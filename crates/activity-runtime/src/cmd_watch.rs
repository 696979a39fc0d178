//! `activity-feed watch`: periodic refresh that follows edits to the
//! accounts file.

use std::path::Path;
use std::time::Duration;

use activity_gateway::AccountDirectory;
use activity_source_ocs::FileActivitySource;
use chrono::Utc;

use crate::cli::{LsOpts, WatchOpts};
use crate::config::FeedConfig;
use crate::feed_loop::ActivityFeed;

/// Entry point for `activity-feed watch`.
pub async fn cmd_watch(
    feed: &mut ActivityFeed<FileActivitySource>,
    config_path: &Path,
    opts: &WatchOpts,
) -> anyhow::Result<()> {
    feed.load().await;
    let ls_opts = LsOpts::default();
    let mut cycle: u32 = 0;

    loop {
        // Clear screen + cursor home
        print!("\x1b[2J\x1b[H");
        println!("{}", crate::cmd_ls::render(feed, &ls_opts, Utc::now())?);
        println!("\nactivity-feed watch (every {}s), Ctrl-C to quit", opts.interval);

        cycle += 1;
        if opts.cycles.is_some_and(|max| cycle >= max) {
            break;
        }

        tokio::select! {
            _ = tokio::time::sleep(Duration::from_secs(opts.interval)) => {}
            _ = tokio::signal::ctrl_c() => { break; }
        }

        match FeedConfig::load(config_path) {
            Ok(config) => apply_config(feed, &config),
            Err(e) => tracing::warn!(error = %e, "keeping previous accounts"),
        }
        feed.refresh_all().await;
    }

    Ok(())
}

/// Bring the feed's accounts in line with a freshly loaded config.
///
/// Removed accounts are deregistered, connection state is updated in place,
/// new accounts are appended and fetched on the next refresh.
pub fn apply_config(feed: &mut ActivityFeed<FileActivitySource>, config: &FeedConfig) {
    let wanted = |name: &str| config.accounts.iter().any(|a| a.name == name);

    let removed: Vec<String> = feed
        .directory_mut()
        .accounts()
        .into_iter()
        .filter(|name| !wanted(name))
        .collect();
    for name in &removed {
        feed.deregister(name);
        feed.directory_mut().remove(name);
        tracing::info!(account = %name, "account removed from config");
    }

    for account in &config.accounts {
        feed.directory_mut().upsert(account.name.clone(), account.connected);
    }
    feed.set_source(config.source());
}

^^^^^^^^

Word for word, print every line above.

§ **WRITTEN RESPONSE**
filename crates/activity-runtime/src/cmd_watch.rs
repository 696979a39fc0d178
//! `activity-feed watch`: periodic refresh that follows edits to the
//! accounts file.

use std::path::Path;
use std::time::Duration;

use activity_gateway::AccountDirectory;
use activity_source_ocs::FileActivitySource;
use chrono::Utc;

use crate::cli::{LsOpts, WatchOpts};
use crate::config::FeedConfig;
use crate::feed_loop::ActivityFeed;

/// Entry point for `activity-feed watch`.
pub async fn cmd_watch(
    feed: &mut ActivityFeed<FileActivitySource>,
    config_path: &Path,
    opts: &WatchOpts,
) -> anyhow::Result<()> {
    feed.load().await;
    let ls_opts = LsOpts::default();
    let mut cycle: u32 = 0;

    loop {
        // Clear screen + cursor home
        print!("\x1b[2J\x1b[H");
        println!("{}", crate::cmd_ls::render(feed, &ls_opts, Utc::now())?);
        println!("\nactivity-feed watch (every {}s), Ctrl-C to quit", opts.interval);

        cycle += 1;
        if opts.cycles.is_some_and(|max| cycle >= max) {
            break;
        }

        tokio::select! {
            _ = tokio::time::sleep(Duration::from_secs(opts.interval)) => {}
            _ = tokio::signal::ctrl_c() => { break; }
        }

        match FeedConfig::load(config_path) {
            Ok(config) => apply_config(feed, &config),
            Err(e) => tracing::warn!(error = %e, "keeping previous accounts"),
        }
        feed.refresh_all().await;
    }

    Ok(())
}

/// Bring the feed's accounts in line with a freshly loaded config.
///
/// Removed accounts are deregistered, connection state is updated in place,
/// new accounts are appended and fetched on the next refresh.
pub fn apply_config(feed: &mut ActivityFeed<FileActivitySource>, config: &FeedConfig) {
    let wanted = |name: &str| config.accounts.iter().any(|a| a.name == name);

    let removed: Vec<String> = feed
        .directory_mut()
        .accounts()
        .into_iter()
        .filter(|name| !wanted(name))
        .collect();
    for name in &removed {
        feed.deregister(name);
        feed.directory_mut().remove(name);
        tracing::info!(account = %name, "account removed from config");
    }

    for account in &config.accounts {
        feed.directory_mut().upsert(account.name.clone(), account.connected);
    }
    feed.set_source(config.source());
}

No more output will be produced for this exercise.